Scientists are closing in on the solution to an old medical mystery: why do high doses of cortisone, which are widely prescribed for asthma, rheumatoid arthritis and other inflammatory and autoimmune conditions, weaken bones?
"High-dose cortisone is the second most common cause of osteoporosis, and we currently have no real treatment for this serious side effect," says Steven L. Teitelbaum, M.D., Messing Professor of Pathology and Immunology at St. Louis's Washington University, "Given how frequently these drugs are used to treat many different conditions, that's a major clinical problem."
Through studies of mice, Teitelbaum and other researchers have identified osteoclasts, cells that continually dismantle the body's old bone so that it can be replaced by new bone, as the essential link between osteoporosis and cortisone. They published their results in the August 2006 issue of the Journal of Clinical Investigation.
Cortisone is a steroid produced naturally by the adrenal gland and synthesized by pharmaceutical companies. It is used to treat lupus, multiple sclerosis, emphysema and is prescribed to transplant patients to prevent rejection of transplanted organs.
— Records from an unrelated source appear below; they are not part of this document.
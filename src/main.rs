//! Parallax photo viewer: a head-tracked 2.5D rendering of one photograph.

use anyhow::Result;
use clap::Parser;
use log::info;
use parallax_photo::{
    app::App,
    assets::ImagePair,
    camera::PoseEasing,
    config::Config,
    renderer::HeadlessBackend,
    tracker::{HeadSensor, NullSensor, SweepSensor},
};

#[derive(Parser, Debug)]
#[command(author, version, about, long_about = None)]
struct Args {
    /// Color image to display
    #[arg(long, default_value = "assets/photo.png")]
    color: String,

    /// Depth map accompanying the color image
    #[arg(long, default_value = "assets/photo_depth.png")]
    depth: String,

    /// Head sensor to use (sweep, none)
    #[arg(short, long, default_value = "sweep")]
    sensor: String,

    /// Target framerate (overrides the config file)
    #[arg(short, long)]
    fps: Option<u32>,

    /// Stop after this many frames (runs until closed if omitted)
    #[arg(long)]
    frames: Option<u64>,

    /// Ease the camera toward its target instead of snapping
    #[arg(long)]
    smooth: bool,

    /// Path to configuration file (YAML format)
    #[arg(short = 'C', long)]
    config: Option<String>,

    /// Enable debug output
    #[arg(short, long)]
    debug: bool,
}

fn main() -> Result<()> {
    // Parse command line arguments
    let args = Args::parse();

    // Initialize logger
    if args.debug {
        env_logger::init_from_env(env_logger::Env::new().default_filter_or("debug"));
    } else {
        env_logger::init_from_env(env_logger::Env::new().default_filter_or("info"));
    }

    info!("Parallax Photo Viewer");

    // Load configuration if provided
    let mut config = if let Some(config_path) = &args.config {
        info!("Loading configuration from: {config_path}");
        match Config::from_file(config_path) {
            Ok(cfg) => cfg,
            Err(e) => {
                log::warn!("Failed to load config file: {e}. Using defaults.");
                Config::default()
            }
        }
    } else {
        Config::default()
    };

    if let Some(fps) = args.fps {
        config.display.target_fps = fps;
    }
    if args.smooth {
        config.camera.easing = PoseEasing::Smooth {
            rate: parallax_photo::constants::DEFAULT_EASING_RATE,
        };
    }

    // Decode both images up front; a failed load refuses to build the scene
    let images = ImagePair::load(&args.color, &args.depth)?;

    let sensor: Box<dyn HeadSensor> = match args.sensor.as_str() {
        "none" => Box::new(NullSensor),
        _ => Box::new(SweepSensor::default()),
    };

    let backend = HeadlessBackend::new(config.display.surface_width, config.display.surface_height);

    let mut app = App::new(&config, &images, sensor, backend)?;
    match args.frames {
        Some(frames) => app.run_frames(frames)?,
        None => app.run()?,
    }

    Ok(())
}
Earlier attempts to identify the connection between bone loss and cortisone had produced contradictory results.
Teitelbaum was struck by a new way to investigate the connection while listening to a lecture by Washington University colleague Louis J. Muglia, M.D., Ph.D., director of pediatric endocrinology at St. Louis Children's Hospital. Muglia studies the health effects of stress, many of which are mediated by cortisone. To aid his research, Muglia developed a line of genetically modified mice where receptors for cortisone could be selectively eliminated in individual cell types.
By crossbreeding genetically modified mouse lines, researchers produced a line of mice whose bone-dismantling osteoclasts lacked cortisone receptors. When researchers gave cortisone to these mice, the bone-weakening effects of the drugs were blocked.
They also found that cortisone blocks osteoclasts from dismantling old bone in genetically normal mice. This causes the regular skeletal renewal process to stop, in turn causing bones to weaken from aging and stress. Dampening osteoclast activity appears to cause a chain reaction that actually slows bone-building.